*** Block opens ***

//! Per-request control flow.
//!
//! Every request ends in exactly one [`Reply`], which is turned into the
//! hyper response in one place, so the `Content-Type` and `Powered-By`
//! headers are always set and the response is completed exactly once:
//!
//! 1. non-`POST` method: 405 `method_not_allowed`
//! 2. empty path: 400 `invalid_request`
//! 3. unknown path: 404 `function_not_found`
//! 4. request logger built with `url`, `method` and a fresh `requestId`
//! 5. handler invoked on its own task
//! 6. envelope written with status 200, success through the compiled
//!    serializer when there is one
//! 7. handler error or panic: 500 `internal_error`

use crate::envelope::{
    fail, serialize_error, serialize_generic, Envelope, ErrorCode, ErrorProjection, FunctionError,
};
use crate::function::{FunctionRegistry, RequestContext};
use crate::http::{RawRequest, Reply};
use crate::logger::ScopedLogger;
use crate::runtime::{ServerConfig, ServerHandle};
use crate::schema::CompiledSerializer;
use bytes::Bytes;
use http_body_util::Full;
use hyper::body::Body;
use hyper::header::HeaderValue;
use hyper::{Method, Request, Response, StatusCode};
use serde_json::{Map, Value};
use std::sync::Arc;
use std::time::Instant;
use uuid::Uuid;

/// Bodies of the transport-level failures, encoded once.
struct CannedReplies {
    method_not_allowed: Bytes,
    invalid_request: Bytes,
    function_not_found: Bytes,
}

impl CannedReplies {
    fn new() -> Self {
        let encode = |code| Bytes::from(serialize_error(&fail(FunctionError::from_code(code))));
        Self {
            method_not_allowed: encode(ErrorCode::MethodNotAllowed),
            invalid_request: encode(ErrorCode::InvalidRequest),
            function_not_found: encode(ErrorCode::FunctionNotFound),
        }
    }
}

/// Routes requests to registered functions and encodes their envelopes.
pub struct Dispatcher {
    registry: Arc<FunctionRegistry>,
    logger: ScopedLogger,
    server_header: HeaderValue,
    max_body_size: usize,
    canned: CannedReplies,
}

impl Dispatcher {
    pub fn new(registry: Arc<FunctionRegistry>, logger: ScopedLogger, config: &ServerConfig) -> Self {
        let server_header = HeaderValue::from_str(&config.server_header).unwrap_or_else(|_| {
            logger.warn("invalid server header value, falling back to `Fireball`");
            HeaderValue::from_static("Fireball")
        });

        Self {
            registry,
            logger,
            server_header,
            max_body_size: config.max_body_size,
            canned: CannedReplies::new(),
        }
    }

    pub fn registry(&self) -> &FunctionRegistry {
        &self.registry
    }

    /// Handle one request and produce its response.
    pub async fn dispatch<B>(&self, req: Request<B>, server: &ServerHandle) -> Response<Full<Bytes>>
    where
        B: Body,
        B::Error: Into<Box<dyn std::error::Error + Send + Sync>>,
    {
        self.handle(req, server)
            .await
            .into_response(&self.server_header)
    }

    async fn handle<B>(&self, req: Request<B>, server: &ServerHandle) -> Reply
    where
        B: Body,
        B::Error: Into<Box<dyn std::error::Error + Send + Sync>>,
    {
        if req.method() != Method::POST {
            return Reply::new(
                StatusCode::METHOD_NOT_ALLOWED,
                self.canned.method_not_allowed.clone(),
            );
        }

        let path = req.uri().path();
        if path.is_empty() {
            return Reply::new(StatusCode::BAD_REQUEST, self.canned.invalid_request.clone());
        }

        let Some(route) = self.registry.resolve(path) else {
            return Reply::new(StatusCode::NOT_FOUND, self.canned.function_not_found.clone());
        };

        let url = req
            .uri()
            .path_and_query()
            .map(|pq| pq.as_str())
            .unwrap_or(path)
            .to_string();
        let request_id = Uuid::new_v4().to_string();
        let logger = self
            .logger
            .for_request(&url, req.method().as_str(), &request_id);
        logger.info("incoming request");

        let started = Instant::now();
        let request = match RawRequest::from_request(req, self.max_body_size).await {
            Ok(request) => request,
            Err(err) => {
                logger.warn_with("failed to read request body", &Value::from(err.to_string()));
                let envelope = fail(
                    FunctionError::from_code(ErrorCode::InvalidRequest).with_info("reason", err.to_string()),
                );
                return Reply::new(StatusCode::BAD_REQUEST, serialize_error(&envelope));
            }
        };

        let ctx = RequestContext {
            logger: logger.clone(),
            server: server.clone(),
        };
        let handler = route.handler;
        let outcome = tokio::spawn(async move { handler.call(request, ctx).await }).await;

        let reply = match outcome {
            Ok(Ok(envelope)) => Self::emit(envelope, route.serializer.as_deref(), &logger),
            Ok(Err(err)) => Self::internal_error(err.projection(), &logger),
            Err(join) if join.is_panic() => {
                let payload = join.into_panic();
                Self::internal_error(ErrorProjection::from_panic(payload.as_ref()), &logger)
            }
            Err(join) => Self::internal_error(ErrorProjection::new("Cancelled", join.to_string()), &logger),
        };

        logger.debug(&format!(
            "request completed with status {} in {:?}",
            reply.status.as_u16(),
            started.elapsed()
        ));
        reply
    }

    fn emit(envelope: Envelope, serializer: Option<&CompiledSerializer>, logger: &ScopedLogger) -> Reply {
        match &envelope {
            Envelope::Failure { error } => {
                let mut data = Map::new();
                data.insert(
                    "response".to_string(),
                    serde_json::to_value(error).unwrap_or(Value::Null),
                );
                logger.warn_with("function execution was unsuccessful", &Value::Object(data));
                Reply::new(StatusCode::OK, serialize_error(&envelope))
            }
            Envelope::Success { .. } => {
                let body = match serializer {
                    Some(serializer) => serializer.serialize(&envelope).unwrap_or_else(|err| {
                        logger.warn_with(
                            "compiled serializer rejected response, using generic encoding",
                            &Value::from(err.to_string()),
                        );
                        serialize_generic(&envelope)
                    }),
                    None => serialize_generic(&envelope),
                };
                Reply::new(StatusCode::OK, body)
            }
        }
    }

    fn internal_error(projection: ErrorProjection, logger: &ScopedLogger) -> Reply {
        let detail = projection.into_value();
        let mut data = Map::new();
        data.insert("error".to_string(), detail.clone());
        logger.error_with(
            "function execution resulted in an unhandled exception",
            &Value::Object(data),
        );

        let envelope = fail(FunctionError::from_code(ErrorCode::InternalError).with_info("error", detail));
        Reply::new(StatusCode::INTERNAL_SERVER_ERROR, serialize_error(&envelope))
    }
}

#[cfg(test)]
mod tests {
    use super::*;
    use crate::envelope::success;
    use crate::function::HandlerError;
    use crate::schema::FunctionSchema;
    use http_body_util::BodyExt;
    use hyper::header::CONTENT_TYPE;
    use serde_json::json;
    use tracing_test::traced_test;

    async fn hello(_req: RawRequest, _ctx: RequestContext) -> Result<Envelope, HandlerError> {
        Ok(success(json!({"message": "hi"})))
    }

    fn dispatcher(registry: FunctionRegistry) -> (Dispatcher, ServerHandle) {
        let config = ServerConfig::default();
        let handle = ServerHandle::detached(config.clone());
        let dispatcher = Dispatcher::new(Arc::new(registry), ScopedLogger::new("server"), &config);
        (dispatcher, handle)
    }

    async fn call(dispatcher: &Dispatcher, handle: &ServerHandle, req: Request<Full<Bytes>>) -> (StatusCode, Value) {
        let response = dispatcher.dispatch(req, handle).await;
        let status = response.status();
        assert_eq!(response.headers()[CONTENT_TYPE], "application/json");
        assert_eq!(response.headers()["powered-by"], "Fireball");
        let body = response.into_body().collect().await.unwrap().to_bytes();
        (status, serde_json::from_slice(&body).unwrap())
    }

    fn post(uri: &str) -> Request<Full<Bytes>> {
        Request::post(uri).body(Full::new(Bytes::new())).unwrap()
    }

    #[tokio::test]
    async fn test_method_not_allowed() {
        let mut registry = FunctionRegistry::new();
        registry.register("hello", hello);
        let (dispatcher, handle) = dispatcher(registry);

        for method in [Method::GET, Method::PUT, Method::DELETE, Method::OPTIONS] {
            let req = Request::builder()
                .method(method)
                .uri("/hello")
                .body(Full::new(Bytes::new()))
                .unwrap();
            let (status, body) = call(&dispatcher, &handle, req).await;
            assert_eq!(status, StatusCode::METHOD_NOT_ALLOWED);
            assert_eq!(body["error"]["code"], "method_not_allowed");
        }
    }

    #[tokio::test]
    async fn test_empty_path_is_invalid() {
        let (dispatcher, handle) = dispatcher(FunctionRegistry::new());
        let req = Request::post("example.com:80").body(Full::new(Bytes::new())).unwrap();
        let (status, body) = call(&dispatcher, &handle, req).await;
        assert_eq!(status, StatusCode::BAD_REQUEST);
        assert_eq!(body["error"]["code"], "invalid_request");
    }

    #[tokio::test]
    async fn test_unknown_function() {
        let (dispatcher, handle) = dispatcher(FunctionRegistry::new());
        let (status, body) = call(&dispatcher, &handle, post("/missing")).await;
        assert_eq!(status, StatusCode::NOT_FOUND);
        assert_eq!(body["error"]["code"], "function_not_found");
        assert_eq!(body["success"], false);
    }

    #[tokio::test]
    async fn test_success_generic_and_compiled() {
        let mut registry = FunctionRegistry::new();
        registry.register("one", hello);
        let schema = FunctionSchema::new(json!({
            "type": "object",
            "properties": { "message": { "type": "string" } },
            "required": ["message"]
        }));
        registry.register_with_schema("two", &schema, hello).unwrap();
        let (dispatcher, handle) = dispatcher(registry);

        let (status, one) = call(&dispatcher, &handle, post("/one")).await;
        assert_eq!(status, StatusCode::OK);
        let (_, two) = call(&dispatcher, &handle, post("/two")).await;
        assert_eq!(one, json!({"success": true, "data": {"message": "hi"}}));
        assert_eq!(one, two);
    }

    #[traced_test]
    #[tokio::test]
    async fn test_serializer_mismatch_falls_back() {
        let mut registry = FunctionRegistry::new();
        let schema = FunctionSchema::new(json!({
            "type": "object",
            "properties": { "message": { "type": "integer" } }
        }));
        registry.register_with_schema("typed", &schema, hello).unwrap();
        let (dispatcher, handle) = dispatcher(registry);

        let (status, body) = call(&dispatcher, &handle, post("/typed")).await;
        assert_eq!(status, StatusCode::OK);
        assert_eq!(body["data"]["message"], "hi");
        assert!(logs_contain("using generic encoding"));
    }

    #[traced_test]
    #[tokio::test]
    async fn test_reported_failure_keeps_status_200() {
        let mut registry = FunctionRegistry::new();
        registry.register("deny", |_req: RawRequest, _ctx: RequestContext| async {
            Ok::<_, HandlerError>(fail(FunctionError::new("forbidden", "not allowed").with_info("role", "guest")))
        });
        let (dispatcher, handle) = dispatcher(registry);

        let (status, body) = call(&dispatcher, &handle, post("/deny")).await;
        assert_eq!(status, StatusCode::OK);
        assert_eq!(body["error"]["code"], "forbidden");
        assert_eq!(body["error"]["additionalInfo"]["role"], "guest");
        assert!(body.get("data").is_none());
        assert!(logs_contain("function execution was unsuccessful"));
    }

    #[traced_test]
    #[tokio::test]
    async fn test_handler_error_maps_to_internal_error() {
        let mut registry = FunctionRegistry::new();
        registry.register("broken", |_req: RawRequest, _ctx: RequestContext| async {
            Err::<Envelope, _>(HandlerError::named("DbError", "connection reset"))
        });
        let (dispatcher, handle) = dispatcher(registry);

        let (status, body) = call(&dispatcher, &handle, post("/broken")).await;
        assert_eq!(status, StatusCode::INTERNAL_SERVER_ERROR);
        assert_eq!(body["error"]["code"], "internal_error");
        assert_eq!(body["error"]["message"], "unexpected error");
        assert_eq!(body["error"]["additionalInfo"]["error"]["name"], "DbError");
        assert_eq!(body["error"]["additionalInfo"]["error"]["message"], "connection reset");
        assert!(logs_contain("unhandled exception"));
    }

    #[tokio::test]
    async fn test_panic_maps_to_internal_error() {
        let mut registry = FunctionRegistry::new();
        registry.register("panics", |_req: RawRequest, _ctx: RequestContext| async {
            if true {
                panic!("handler blew up");
            }
            Ok::<_, HandlerError>(success(json!({})))
        });
        registry.register("hello", hello);
        let (dispatcher, handle) = dispatcher(registry);

        let (status, body) = call(&dispatcher, &handle, post("/panics")).await;
        assert_eq!(status, StatusCode::INTERNAL_SERVER_ERROR);
        assert_eq!(body["error"]["additionalInfo"]["error"]["message"], "handler blew up");

        let (status, _) = call(&dispatcher, &handle, post("/hello")).await;
        assert_eq!(status, StatusCode::OK);
    }

    #[tokio::test]
    async fn test_body_reaches_handler() {
        let mut registry = FunctionRegistry::new();
        registry.register("echo", |req: RawRequest, ctx: RequestContext| async move {
            let input: Value = req.json().unwrap_or(Ok(Value::Null))?;
            Ok::<_, HandlerError>(success(json!({"input": input, "requestId": ctx.request_id()})))
        });
        let (dispatcher, handle) = dispatcher(registry);

        let req = Request::post("/echo")
            .body(Full::new(Bytes::from_static(br#"{"n":5}"#)))
            .unwrap();
        let (_, body) = call(&dispatcher, &handle, req).await;
        assert_eq!(body["data"]["input"], json!({"n": 5}));
        assert_eq!(body["data"]["requestId"].as_str().map(str::len), Some(36));
    }

    #[tokio::test]
    async fn test_oversized_body_rejected_before_handler() {
        let mut registry = FunctionRegistry::new();
        registry.register("hello", hello);
        let config = ServerConfig::default().max_body_size(4);
        let handle = ServerHandle::detached(config.clone());
        let dispatcher = Dispatcher::new(Arc::new(registry), ScopedLogger::disabled(), &config);

        let req = Request::post("/hello")
            .body(Full::new(Bytes::from_static(b"0123456789")))
            .unwrap();
        let (status, body) = call(&dispatcher, &handle, req).await;
        assert_eq!(status, StatusCode::BAD_REQUEST);
        assert_eq!(body["error"]["code"], "invalid_request");
    }
}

*** Block closes ***

Task brief = The answer must consist of every line in the records above that contains the word "requestId".

Solved problem =
//! 4. request logger built with `url`, `method` and a fresh `requestId`
            Ok::<_, HandlerError>(success(json!({"input": input, "requestId": ctx.request_id()})))
        assert_eq!(body["data"]["requestId"].as_str().map(str::len), Some(36));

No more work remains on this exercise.